▶ [Task instructions]: With no omissions, write out every record given below.

▶ [Dataset]:

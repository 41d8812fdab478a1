// File: crates/scope-core/tests/interaction.rs
// Purpose: Scroll debounce, scale propagation and drag behavior of the scope controller.

use scope_core::{Point, Scope, ScopeController, ScopeError, ScrollDirection, ScaleLevel, PRIMARY_BUTTON};

#[test]
fn vertical_scroll_rescales_only_the_selected_trace() {
    let mut scope = Scope::oscilloscope();
    let mut ctl = ScopeController::new();
    assert!(ctl.scroll(ScrollDirection::Up, 1_000, &mut scope.traces));
    assert!(ctl.scroll(ScrollDirection::Up, 1_300, &mut scope.traces));
    assert!(ctl.scroll(ScrollDirection::Down, 1_600, &mut scope.traces));
    assert_eq!(scope.traces[0].scale_y, ScaleLevel(1));
    assert_eq!(scope.traces[1].scale_y, ScaleLevel(0));
    assert_eq!(scope.traces[2].scale_y, ScaleLevel(0));
}

#[test]
fn scrolls_inside_the_debounce_window_are_ignored() {
    let mut scope = Scope::oscilloscope();
    let mut ctl = ScopeController::new();
    assert!(ctl.scroll(ScrollDirection::Up, 1_000, &mut scope.traces));
    assert!(!ctl.scroll(ScrollDirection::Up, 1_100, &mut scope.traces));
    assert!(!ctl.scroll(ScrollDirection::Up, 1_250, &mut scope.traces));
    assert!(ctl.scroll(ScrollDirection::Up, 1_251, &mut scope.traces));
    assert_eq!(scope.traces[0].scale_y, ScaleLevel(2));
    assert!((scope.traces[0].scale_y.factor() - 10.0).abs() < 1e-12);
}

#[test]
fn horizontal_scroll_sets_every_trace_from_the_selection() {
    let mut scope = Scope::oscilloscope();
    let mut ctl = ScopeController::new();
    scope.traces[2].scale_x = ScaleLevel(5);
    ctl.select(1, &scope.traces).expect("select");
    assert!(ctl.scroll(ScrollDirection::Left, 1_000, &mut scope.traces));
    assert!(scope.traces.iter().all(|t| t.scale_x == ScaleLevel(1)));
    assert!(ctl.scroll(ScrollDirection::Right, 2_000, &mut scope.traces));
    assert!(ctl.scroll(ScrollDirection::Right, 3_000, &mut scope.traces));
    assert!(scope.traces.iter().all(|t| t.scale_x == ScaleLevel(-1)));
}

#[test]
fn drag_moves_selected_trace_by_pointer_delta() {
    let mut scope = Scope::oscilloscope();
    let mut ctl = ScopeController::new();
    ctl.select(2, &scope.traces).expect("select");

    assert!(!ctl.motion(Point::new(5.0, 5.0), &mut scope.traces));
    ctl.button_press(PRIMARY_BUTTON, Point::new(100.0, 100.0), &scope.traces);
    assert!(ctl.is_dragging());
    assert!(ctl.motion(Point::new(130.0, 80.0), &mut scope.traces));
    assert_eq!(scope.traces[2].offset, Point::new(30.0, 30.0));
    assert!(ctl.motion(Point::new(90.0, 100.0), &mut scope.traces));
    assert_eq!(scope.traces[2].offset, Point::new(-10.0, 50.0));

    ctl.button_release(PRIMARY_BUTTON);
    assert!(!ctl.motion(Point::new(0.0, 0.0), &mut scope.traces));
    assert_eq!(scope.traces[2].offset, Point::new(-10.0, 50.0));
    assert_eq!(scope.traces[0].offset, Point::new(0.0, -50.0));
}

#[test]
fn other_buttons_do_not_drag() {
    let mut scope = Scope::oscilloscope();
    let mut ctl = ScopeController::new();
    ctl.button_press(3, Point::new(0.0, 0.0), &scope.traces);
    assert!(!ctl.is_dragging());
    ctl.button_press(PRIMARY_BUTTON, Point::new(0.0, 0.0), &scope.traces);
    ctl.button_release(2);
    assert!(ctl.is_dragging());
    assert!(ctl.motion(Point::new(1.0, 1.0), &mut scope.traces));
}

#[test]
fn selection_is_bounds_checked() {
    let scope = Scope::oscilloscope();
    let mut ctl = ScopeController::new();
    assert_eq!(
        ctl.select(3, &scope.traces),
        Err(ScopeError::TraceIndexOutOfRange { index: 3, len: 3 })
    );
    assert_eq!(ctl.selected(), 0);
}

#[test]
fn gestures_without_traces_do_nothing() {
    let mut scope = Scope::new();
    let mut ctl = ScopeController::new();
    assert!(!ctl.scroll(ScrollDirection::Up, 1_000, &mut scope.traces));
    ctl.button_press(PRIMARY_BUTTON, Point::new(0.0, 0.0), &scope.traces);
    assert!(!ctl.is_dragging());
}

▶ [Answer to this exercise]:
repository 41d8812fdab478a1
// File: crates/scope-core/tests/interaction.rs
// Purpose: Scroll debounce, scale propagation and drag behavior of the scope controller.

use scope_core::{Point, Scope, ScopeController, ScopeError, ScrollDirection, ScaleLevel, PRIMARY_BUTTON};

#[test]
fn vertical_scroll_rescales_only_the_selected_trace() {
    let mut scope = Scope::oscilloscope();
    let mut ctl = ScopeController::new();
    assert!(ctl.scroll(ScrollDirection::Up, 1_000, &mut scope.traces));
    assert!(ctl.scroll(ScrollDirection::Up, 1_300, &mut scope.traces));
    assert!(ctl.scroll(ScrollDirection::Down, 1_600, &mut scope.traces));
    assert_eq!(scope.traces[0].scale_y, ScaleLevel(1));
    assert_eq!(scope.traces[1].scale_y, ScaleLevel(0));
    assert_eq!(scope.traces[2].scale_y, ScaleLevel(0));
}

#[test]
fn scrolls_inside_the_debounce_window_are_ignored() {
    let mut scope = Scope::oscilloscope();
    let mut ctl = ScopeController::new();
    assert!(ctl.scroll(ScrollDirection::Up, 1_000, &mut scope.traces));
    assert!(!ctl.scroll(ScrollDirection::Up, 1_100, &mut scope.traces));
    assert!(!ctl.scroll(ScrollDirection::Up, 1_250, &mut scope.traces));
    assert!(ctl.scroll(ScrollDirection::Up, 1_251, &mut scope.traces));
    assert_eq!(scope.traces[0].scale_y, ScaleLevel(2));
    assert!((scope.traces[0].scale_y.factor() - 10.0).abs() < 1e-12);
}

#[test]
fn horizontal_scroll_sets_every_trace_from_the_selection() {
    let mut scope = Scope::oscilloscope();
    let mut ctl = ScopeController::new();
    scope.traces[2].scale_x = ScaleLevel(5);
    ctl.select(1, &scope.traces).expect("select");
    assert!(ctl.scroll(ScrollDirection::Left, 1_000, &mut scope.traces));
    assert!(scope.traces.iter().all(|t| t.scale_x == ScaleLevel(1)));
    assert!(ctl.scroll(ScrollDirection::Right, 2_000, &mut scope.traces));
    assert!(ctl.scroll(ScrollDirection::Right, 3_000, &mut scope.traces));
    assert!(scope.traces.iter().all(|t| t.scale_x == ScaleLevel(-1)));
}

#[test]
fn drag_moves_selected_trace_by_pointer_delta() {
    let mut scope = Scope::oscilloscope();
    let mut ctl = ScopeController::new();
    ctl.select(2, &scope.traces).expect("select");

    assert!(!ctl.motion(Point::new(5.0, 5.0), &mut scope.traces));
    ctl.button_press(PRIMARY_BUTTON, Point::new(100.0, 100.0), &scope.traces);
    assert!(ctl.is_dragging());
    assert!(ctl.motion(Point::new(130.0, 80.0), &mut scope.traces));
    assert_eq!(scope.traces[2].offset, Point::new(30.0, 30.0));
    assert!(ctl.motion(Point::new(90.0, 100.0), &mut scope.traces));
    assert_eq!(scope.traces[2].offset, Point::new(-10.0, 50.0));

    ctl.button_release(PRIMARY_BUTTON);
    assert!(!ctl.motion(Point::new(0.0, 0.0), &mut scope.traces));
    assert_eq!(scope.traces[2].offset, Point::new(-10.0, 50.0));
    assert_eq!(scope.traces[0].offset, Point::new(0.0, -50.0));
}

#[test]
fn other_buttons_do_not_drag() {
    let mut scope = Scope::oscilloscope();
    let mut ctl = ScopeController::new();
    ctl.button_press(3, Point::new(0.0, 0.0), &scope.traces);
    assert!(!ctl.is_dragging());
    ctl.button_press(PRIMARY_BUTTON, Point::new(0.0, 0.0), &scope.traces);
    ctl.button_release(2);
    assert!(ctl.is_dragging());
    assert!(ctl.motion(Point::new(1.0, 1.0), &mut scope.traces));
}

#[test]
fn selection_is_bounds_checked() {
    let scope = Scope::oscilloscope();
    let mut ctl = ScopeController::new();
    assert_eq!(
        ctl.select(3, &scope.traces),
        Err(ScopeError::TraceIndexOutOfRange { index: 3, len: 3 })
    );
    assert_eq!(ctl.selected(), 0);
}

#[test]
fn gestures_without_traces_do_nothing() {
    let mut scope = Scope::new();
    let mut ctl = ScopeController::new();
    assert!(!ctl.scroll(ScrollDirection::Up, 1_000, &mut scope.traces));
    ctl.button_press(PRIMARY_BUTTON, Point::new(0.0, 0.0), &scope.traces);
    assert!(!ctl.is_dragging());
}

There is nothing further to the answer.